» **What needs to be done**
Each entry must be printed again without a single change.

--------------------------------------------------

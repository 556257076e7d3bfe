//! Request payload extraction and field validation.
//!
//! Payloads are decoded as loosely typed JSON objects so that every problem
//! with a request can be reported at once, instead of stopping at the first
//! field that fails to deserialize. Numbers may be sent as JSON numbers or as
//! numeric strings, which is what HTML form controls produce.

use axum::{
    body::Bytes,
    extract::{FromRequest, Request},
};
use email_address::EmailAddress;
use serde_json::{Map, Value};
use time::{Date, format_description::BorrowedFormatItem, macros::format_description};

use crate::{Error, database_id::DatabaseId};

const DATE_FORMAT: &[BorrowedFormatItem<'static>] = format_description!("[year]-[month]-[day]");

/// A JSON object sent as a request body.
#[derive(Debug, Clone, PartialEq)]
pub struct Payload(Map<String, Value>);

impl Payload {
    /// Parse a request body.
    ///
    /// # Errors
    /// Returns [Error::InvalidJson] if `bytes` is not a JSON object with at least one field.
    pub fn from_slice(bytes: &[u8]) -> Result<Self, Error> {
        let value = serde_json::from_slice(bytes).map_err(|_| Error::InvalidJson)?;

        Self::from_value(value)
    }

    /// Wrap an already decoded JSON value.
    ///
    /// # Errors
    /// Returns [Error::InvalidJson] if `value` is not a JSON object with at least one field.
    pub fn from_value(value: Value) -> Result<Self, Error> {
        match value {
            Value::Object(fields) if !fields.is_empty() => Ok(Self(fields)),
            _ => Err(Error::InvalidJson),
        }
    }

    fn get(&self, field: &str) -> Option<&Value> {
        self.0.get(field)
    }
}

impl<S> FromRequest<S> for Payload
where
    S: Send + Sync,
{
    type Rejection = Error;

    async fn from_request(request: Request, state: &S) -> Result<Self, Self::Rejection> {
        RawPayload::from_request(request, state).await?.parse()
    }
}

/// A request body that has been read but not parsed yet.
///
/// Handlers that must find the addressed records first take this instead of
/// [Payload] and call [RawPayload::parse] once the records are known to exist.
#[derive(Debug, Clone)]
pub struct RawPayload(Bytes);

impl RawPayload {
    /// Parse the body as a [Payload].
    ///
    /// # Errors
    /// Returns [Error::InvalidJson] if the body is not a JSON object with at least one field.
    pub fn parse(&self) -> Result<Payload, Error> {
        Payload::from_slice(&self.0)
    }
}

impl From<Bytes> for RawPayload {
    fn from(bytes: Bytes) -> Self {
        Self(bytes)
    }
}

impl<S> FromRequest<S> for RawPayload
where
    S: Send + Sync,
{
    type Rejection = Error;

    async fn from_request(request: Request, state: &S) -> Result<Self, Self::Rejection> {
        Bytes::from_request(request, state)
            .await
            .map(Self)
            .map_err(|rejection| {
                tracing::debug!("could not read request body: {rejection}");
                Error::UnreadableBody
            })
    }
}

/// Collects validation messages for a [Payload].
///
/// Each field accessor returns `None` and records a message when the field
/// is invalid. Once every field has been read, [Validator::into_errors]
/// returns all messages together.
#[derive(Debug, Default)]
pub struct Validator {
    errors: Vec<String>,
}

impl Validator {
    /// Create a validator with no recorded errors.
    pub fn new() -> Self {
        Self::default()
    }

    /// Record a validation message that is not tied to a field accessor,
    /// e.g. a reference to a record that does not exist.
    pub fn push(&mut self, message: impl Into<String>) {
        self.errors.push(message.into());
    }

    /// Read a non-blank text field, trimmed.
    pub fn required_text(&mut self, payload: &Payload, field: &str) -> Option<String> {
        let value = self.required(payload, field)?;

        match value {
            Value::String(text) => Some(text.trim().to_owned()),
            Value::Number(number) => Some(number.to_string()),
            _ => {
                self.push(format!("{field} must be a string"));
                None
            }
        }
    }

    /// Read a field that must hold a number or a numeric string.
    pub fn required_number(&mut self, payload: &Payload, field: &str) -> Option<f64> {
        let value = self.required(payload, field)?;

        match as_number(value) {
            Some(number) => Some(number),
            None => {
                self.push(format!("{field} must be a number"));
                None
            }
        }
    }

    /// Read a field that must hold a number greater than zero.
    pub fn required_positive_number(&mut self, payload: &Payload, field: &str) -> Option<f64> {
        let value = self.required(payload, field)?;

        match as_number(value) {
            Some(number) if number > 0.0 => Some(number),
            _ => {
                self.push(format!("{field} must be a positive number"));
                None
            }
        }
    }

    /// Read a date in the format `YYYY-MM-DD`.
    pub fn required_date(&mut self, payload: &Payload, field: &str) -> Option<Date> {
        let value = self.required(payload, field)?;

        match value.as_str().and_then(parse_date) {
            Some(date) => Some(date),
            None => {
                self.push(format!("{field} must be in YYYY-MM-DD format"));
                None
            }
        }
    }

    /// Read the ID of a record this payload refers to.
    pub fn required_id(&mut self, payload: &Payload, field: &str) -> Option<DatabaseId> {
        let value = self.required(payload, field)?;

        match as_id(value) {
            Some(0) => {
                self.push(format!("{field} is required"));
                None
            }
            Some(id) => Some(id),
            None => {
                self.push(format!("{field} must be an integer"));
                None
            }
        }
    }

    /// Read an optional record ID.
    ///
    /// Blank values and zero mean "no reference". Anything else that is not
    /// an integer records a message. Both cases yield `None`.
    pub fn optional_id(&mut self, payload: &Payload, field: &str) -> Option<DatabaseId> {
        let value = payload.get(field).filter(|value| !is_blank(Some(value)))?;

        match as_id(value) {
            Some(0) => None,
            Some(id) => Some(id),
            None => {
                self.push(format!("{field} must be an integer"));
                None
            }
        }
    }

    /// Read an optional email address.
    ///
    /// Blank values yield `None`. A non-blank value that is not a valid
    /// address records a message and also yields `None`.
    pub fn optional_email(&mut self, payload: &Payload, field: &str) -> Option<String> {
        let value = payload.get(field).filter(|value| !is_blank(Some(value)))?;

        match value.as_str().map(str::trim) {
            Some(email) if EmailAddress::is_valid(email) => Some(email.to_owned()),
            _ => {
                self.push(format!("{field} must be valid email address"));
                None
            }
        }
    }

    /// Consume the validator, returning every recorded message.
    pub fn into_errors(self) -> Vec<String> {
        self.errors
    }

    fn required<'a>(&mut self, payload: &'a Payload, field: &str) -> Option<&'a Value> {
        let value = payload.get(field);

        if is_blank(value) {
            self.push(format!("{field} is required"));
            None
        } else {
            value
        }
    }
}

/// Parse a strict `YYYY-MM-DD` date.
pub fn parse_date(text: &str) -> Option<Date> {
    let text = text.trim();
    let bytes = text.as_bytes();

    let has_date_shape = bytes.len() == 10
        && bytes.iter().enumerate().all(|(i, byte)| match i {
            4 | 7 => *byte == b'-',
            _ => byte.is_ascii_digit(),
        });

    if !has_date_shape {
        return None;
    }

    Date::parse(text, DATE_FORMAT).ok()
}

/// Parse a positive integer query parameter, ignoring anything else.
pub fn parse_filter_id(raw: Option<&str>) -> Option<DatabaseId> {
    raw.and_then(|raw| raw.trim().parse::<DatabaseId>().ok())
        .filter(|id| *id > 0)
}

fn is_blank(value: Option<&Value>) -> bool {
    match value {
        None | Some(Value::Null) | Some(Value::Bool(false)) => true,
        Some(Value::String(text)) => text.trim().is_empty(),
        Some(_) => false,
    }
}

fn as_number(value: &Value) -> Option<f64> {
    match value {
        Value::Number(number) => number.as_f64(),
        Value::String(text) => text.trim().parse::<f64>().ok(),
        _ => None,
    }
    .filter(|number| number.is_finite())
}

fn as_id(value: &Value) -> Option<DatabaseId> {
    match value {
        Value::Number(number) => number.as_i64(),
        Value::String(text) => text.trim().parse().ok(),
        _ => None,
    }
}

--------------------------------------------------

» **Result for this exercise**
repository 556257076e7d3bfe
//! Request payload extraction and field validation.
//!
//! Payloads are decoded as loosely typed JSON objects so that every problem
//! with a request can be reported at once, instead of stopping at the first
//! field that fails to deserialize. Numbers may be sent as JSON numbers or as
//! numeric strings, which is what HTML form controls produce.

use axum::{
    body::Bytes,
    extract::{FromRequest, Request},
};
use email_address::EmailAddress;
use serde_json::{Map, Value};
use time::{Date, format_description::BorrowedFormatItem, macros::format_description};

use crate::{Error, database_id::DatabaseId};

const DATE_FORMAT: &[BorrowedFormatItem<'static>] = format_description!("[year]-[month]-[day]");

/// A JSON object sent as a request body.
#[derive(Debug, Clone, PartialEq)]
pub struct Payload(Map<String, Value>);

impl Payload {
    /// Parse a request body.
    ///
    /// # Errors
    /// Returns [Error::InvalidJson] if `bytes` is not a JSON object with at least one field.
    pub fn from_slice(bytes: &[u8]) -> Result<Self, Error> {
        let value = serde_json::from_slice(bytes).map_err(|_| Error::InvalidJson)?;

        Self::from_value(value)
    }

    /// Wrap an already decoded JSON value.
    ///
    /// # Errors
    /// Returns [Error::InvalidJson] if `value` is not a JSON object with at least one field.
    pub fn from_value(value: Value) -> Result<Self, Error> {
        match value {
            Value::Object(fields) if !fields.is_empty() => Ok(Self(fields)),
            _ => Err(Error::InvalidJson),
        }
    }

    fn get(&self, field: &str) -> Option<&Value> {
        self.0.get(field)
    }
}

impl<S> FromRequest<S> for Payload
where
    S: Send + Sync,
{
    type Rejection = Error;

    async fn from_request(request: Request, state: &S) -> Result<Self, Self::Rejection> {
        RawPayload::from_request(request, state).await?.parse()
    }
}

/// A request body that has been read but not parsed yet.
///
/// Handlers that must find the addressed records first take this instead of
/// [Payload] and call [RawPayload::parse] once the records are known to exist.
#[derive(Debug, Clone)]
pub struct RawPayload(Bytes);

impl RawPayload {
    /// Parse the body as a [Payload].
    ///
    /// # Errors
    /// Returns [Error::InvalidJson] if the body is not a JSON object with at least one field.
    pub fn parse(&self) -> Result<Payload, Error> {
        Payload::from_slice(&self.0)
    }
}

impl From<Bytes> for RawPayload {
    fn from(bytes: Bytes) -> Self {
        Self(bytes)
    }
}

impl<S> FromRequest<S> for RawPayload
where
    S: Send + Sync,
{
    type Rejection = Error;

    async fn from_request(request: Request, state: &S) -> Result<Self, Self::Rejection> {
        Bytes::from_request(request, state)
            .await
            .map(Self)
            .map_err(|rejection| {
                tracing::debug!("could not read request body: {rejection}");
                Error::UnreadableBody
            })
    }
}

/// Collects validation messages for a [Payload].
///
/// Each field accessor returns `None` and records a message when the field
/// is invalid. Once every field has been read, [Validator::into_errors]
/// returns all messages together.
#[derive(Debug, Default)]
pub struct Validator {
    errors: Vec<String>,
}

impl Validator {
    /// Create a validator with no recorded errors.
    pub fn new() -> Self {
        Self::default()
    }

    /// Record a validation message that is not tied to a field accessor,
    /// e.g. a reference to a record that does not exist.
    pub fn push(&mut self, message: impl Into<String>) {
        self.errors.push(message.into());
    }

    /// Read a non-blank text field, trimmed.
    pub fn required_text(&mut self, payload: &Payload, field: &str) -> Option<String> {
        let value = self.required(payload, field)?;

        match value {
            Value::String(text) => Some(text.trim().to_owned()),
            Value::Number(number) => Some(number.to_string()),
            _ => {
                self.push(format!("{field} must be a string"));
                None
            }
        }
    }

    /// Read a field that must hold a number or a numeric string.
    pub fn required_number(&mut self, payload: &Payload, field: &str) -> Option<f64> {
        let value = self.required(payload, field)?;

        match as_number(value) {
            Some(number) => Some(number),
            None => {
                self.push(format!("{field} must be a number"));
                None
            }
        }
    }

    /// Read a field that must hold a number greater than zero.
    pub fn required_positive_number(&mut self, payload: &Payload, field: &str) -> Option<f64> {
        let value = self.required(payload, field)?;

        match as_number(value) {
            Some(number) if number > 0.0 => Some(number),
            _ => {
                self.push(format!("{field} must be a positive number"));
                None
            }
        }
    }

    /// Read a date in the format `YYYY-MM-DD`.
    pub fn required_date(&mut self, payload: &Payload, field: &str) -> Option<Date> {
        let value = self.required(payload, field)?;

        match value.as_str().and_then(parse_date) {
            Some(date) => Some(date),
            None => {
                self.push(format!("{field} must be in YYYY-MM-DD format"));
                None
            }
        }
    }

    /// Read the ID of a record this payload refers to.
    pub fn required_id(&mut self, payload: &Payload, field: &str) -> Option<DatabaseId> {
        let value = self.required(payload, field)?;

        match as_id(value) {
            Some(0) => {
                self.push(format!("{field} is required"));
                None
            }
            Some(id) => Some(id),
            None => {
                self.push(format!("{field} must be an integer"));
                None
            }
        }
    }

    /// Read an optional record ID.
    ///
    /// Blank values and zero mean "no reference". Anything else that is not
    /// an integer records a message. Both cases yield `None`.
    pub fn optional_id(&mut self, payload: &Payload, field: &str) -> Option<DatabaseId> {
        let value = payload.get(field).filter(|value| !is_blank(Some(value)))?;

        match as_id(value) {
            Some(0) => None,
            Some(id) => Some(id),
            None => {
                self.push(format!("{field} must be an integer"));
                None
            }
        }
    }

    /// Read an optional email address.
    ///
    /// Blank values yield `None`. A non-blank value that is not a valid
    /// address records a message and also yields `None`.
    pub fn optional_email(&mut self, payload: &Payload, field: &str) -> Option<String> {
        let value = payload.get(field).filter(|value| !is_blank(Some(value)))?;

        match value.as_str().map(str::trim) {
            Some(email) if EmailAddress::is_valid(email) => Some(email.to_owned()),
            _ => {
                self.push(format!("{field} must be valid email address"));
                None
            }
        }
    }

    /// Consume the validator, returning every recorded message.
    pub fn into_errors(self) -> Vec<String> {
        self.errors
    }

    fn required<'a>(&mut self, payload: &'a Payload, field: &str) -> Option<&'a Value> {
        let value = payload.get(field);

        if is_blank(value) {
            self.push(format!("{field} is required"));
            None
        } else {
            value
        }
    }
}

/// Parse a strict `YYYY-MM-DD` date.
pub fn parse_date(text: &str) -> Option<Date> {
    let text = text.trim();
    let bytes = text.as_bytes();

    let has_date_shape = bytes.len() == 10
        && bytes.iter().enumerate().all(|(i, byte)| match i {
            4 | 7 => *byte == b'-',
            _ => byte.is_ascii_digit(),
        });

    if !has_date_shape {
        return None;
    }

    Date::parse(text, DATE_FORMAT).ok()
}

/// Parse a positive integer query parameter, ignoring anything else.
pub fn parse_filter_id(raw: Option<&str>) -> Option<DatabaseId> {
    raw.and_then(|raw| raw.trim().parse::<DatabaseId>().ok())
        .filter(|id| *id > 0)
}

fn is_blank(value: Option<&Value>) -> bool {
    match value {
        None | Some(Value::Null) | Some(Value::Bool(false)) => true,
        Some(Value::String(text)) => text.trim().is_empty(),
        Some(_) => false,
    }
}

fn as_number(value: &Value) -> Option<f64> {
    match value {
        Value::Number(number) => number.as_f64(),
        Value::String(text) => text.trim().parse::<f64>().ok(),
        _ => None,
    }
    .filter(|number| number.is_finite())
}

fn as_id(value: &Value) -> Option<DatabaseId> {
    match value {
        Value::Number(number) => number.as_i64(),
        Value::String(text) => text.trim().parse().ok(),
        _ => None,
    }
}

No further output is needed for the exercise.